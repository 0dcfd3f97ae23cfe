//! TaskRunner: the driver loop
//!
//! changed files -> priority order -> per item: lock, throttle, worker
//! iterations until convergence, release, fingerprint + checkpoint.
//! Failed items keep their old fingerprint and are picked up next run.

use crate::batch::{BatchQueue, BatchResult, BatchStats};
use crate::checkpoint::CheckpointStore;
use crate::config::{ExecutionMode, RunnerConfig};
use crate::error::{OrchestratorError, Result};
use crate::hooks::{self, CompletionHook};
use crate::incremental::{ChangeDetector, ChangeReason};
use crate::job::{ItemStateMachine, Priority, WorkItem};
use crate::lock::{LockMode, LockOwner, ResourceLock, ResourceLockManager};
use crate::metrics::{MetricsSnapshot, RunMetrics};
use crate::priority::PriorityPolicy;
use crate::shutdown::ShutdownSignal;
use crate::throttle::{Throttle, ThrottleStats};
use crate::worker::{invoke, invoke_async, AsyncWorker, SyncAdapter, WorkOutput, Worker};
use agent_state::RunCheckpoint;
use futures::StreamExt;
use rayon::prelude::*;
use serde::{Deserialize, Serialize};
use std::collections::HashSet;
use std::path::{Path, PathBuf};
use std::sync::atomic::{AtomicBool, Ordering};
use std::sync::Arc;
use std::time::{Duration, Instant};
use tracing::{debug, info, warn};
use uuid::Uuid;

/// Aggregate outcome of one run
#[derive(Debug, Clone, Default, Serialize, Deserialize)]
pub struct RunSummary {
    pub run_id: String,
    pub processed: usize,
    pub successful: usize,
    pub failed: usize,
    /// Successful items whose worker reported a change
    pub modified: usize,
    pub success_rate: f64,
    pub avg_time: f64,
    pub total_time: f64,
    /// Wall-clock seconds for the whole run
    pub elapsed: f64,
    /// Stopped early on a shutdown request
    pub interrupted: bool,
    /// Planned items that were never attempted
    pub remaining: Vec<String>,
    #[serde(default)]
    pub results: Vec<BatchResult>,
    #[serde(default)]
    pub metrics: MetricsSnapshot,
}

impl RunSummary {
    pub fn is_complete(&self) -> bool {
        !self.interrupted
    }

    pub fn failed_items(&self) -> impl Iterator<Item = &BatchResult> {
        self.results.iter().filter(|r| !r.success)
    }
}

/// Scheduling and bounds for a run
#[derive(Debug, Clone, PartialEq)]
pub struct RunSettings {
    pub batch_size: usize,
    pub max_iterations: u32,
    pub mode: ExecutionMode,
    pub workers: usize,
    pub async_concurrency: usize,
    pub lock_timeout: Duration,
    pub throttle_timeout: Option<Duration>,
}

impl Default for RunSettings {
    fn default() -> Self {
        Self::from_config(&RunnerConfig::default())
    }
}

impl RunSettings {
    pub fn from_config(config: &RunnerConfig) -> Self {
        Self {
            batch_size: config.batch.batch_size.max(1),
            max_iterations: config.batch.max_iterations.max(1),
            mode: config.batch.mode,
            workers: config.batch.workers.max(1),
            async_concurrency: config.batch.async_concurrency.max(1),
            lock_timeout: config.lock.timeout(),
            throttle_timeout: config.throttle.timeout(),
        }
    }
}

------------------------

Problem →
Where a line of the data holds "String", show that line.

Response to this task →
    pub run_id: String,
    pub remaining: Vec<String>,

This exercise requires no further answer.